Euphaedra orientalis

Scientific classification
- Kingdom: Animalia
- Phylum: Arthropoda
- Class: Insecta
- Order: Lepidoptera
- Family: Nymphalidae
- Genus: Euphaedra
- Species: E. orientalis
- Binomial name: Euphaedra orientalis Rothschild, 1898
- Synonyms: Euphaedra eleus orientalis Rothschild, 1898; Euphaedra (Euphaedrana) orientalis; Euphaedra eleus nguruensis Stoneham, 1956;

= Euphaedra orientalis =

- Authority: Rothschild, 1898
- Synonyms: Euphaedra eleus orientalis Rothschild, 1898, Euphaedra (Euphaedrana) orientalis, Euphaedra eleus nguruensis Stoneham, 1956

Species of butterfly

Euphaedra orientalis, the orange forester, is a butterfly in the family Nymphalidae. It is found along the coast of Kenya and in eastern Tanzania, Malawi, Mozambique (from the northern coast to Beira) and eastern Zimbabwe. The habitat consists of dense forests.

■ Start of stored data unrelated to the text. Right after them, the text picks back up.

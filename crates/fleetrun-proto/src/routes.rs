//! HTTP paths of the RPC surface.

use fleetrun_core::{JobId, TaskId, WorkerId};

pub const HEALTH: &str = "/health";
pub const METRICS: &str = "/metrics";
pub const JOBS: &str = "/v1/jobs";
pub const WORKERS: &str = "/v1/workers";

pub fn job(job_id: &JobId) -> String {
    format!("{JOBS}/{job_id}")
}

pub fn cancel_job(job_id: &JobId) -> String {
    format!("{JOBS}/{job_id}/cancel")
}

pub fn heartbeat(worker_id: &WorkerId) -> String {
    format!("{WORKERS}/{worker_id}/heartbeat")
}

pub fn request_task(worker_id: &WorkerId) -> String {
    format!("{WORKERS}/{worker_id}/tasks")
}

pub fn task_result(task_id: &TaskId) -> String {
    format!("/v1/tasks/{task_id}/result")
}

#[cfg(test)]
mod tests {
    use super::*;

    #[test]
    fn test_paths() {
        assert_eq!(job(&JobId::new("j1")), "/v1/jobs/j1");
        assert_eq!(cancel_job(&JobId::new("j1")), "/v1/jobs/j1/cancel");
        assert_eq!(heartbeat(&WorkerId::new("w1")), "/v1/workers/w1/heartbeat");
        assert_eq!(request_task(&WorkerId::new("w1")), "/v1/workers/w1/tasks");
        assert_eq!(task_result(&TaskId::new("t1")), "/v1/tasks/t1/result");
    }
}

Adults are attracted by fermenting bananas and ripe wild figs on the forest floor.

The larvae possibly feed on Blighia unijugata and Phoenix reclinata.

==Original description==
4. Euphaedra eleus orientalis subsp. nov.

Male :upperside : forewing, subapical band half as wide again as in the common West African form; the black area more extended, its inner edge crossing median nervure at origin of vein 3 and being 1.5 mm. distant from outer margin at vein 2; two black dots in cell. Hindwing, submarginal blue and white dots smaller than in eleus eleus.

Underside : forewing, subapical band as broad as above, an interrupted black line at apex of cell, and three black dots in cell. Hindwing with two black dots in cell and three white patches on disc; submarginal spots smaller than in eleus.

Bab. Mikindani, German East Africa, between January and May 1897, 1 male (Reimer).

==Similar species==
Other members of the Euphaedra eleus species group q.v.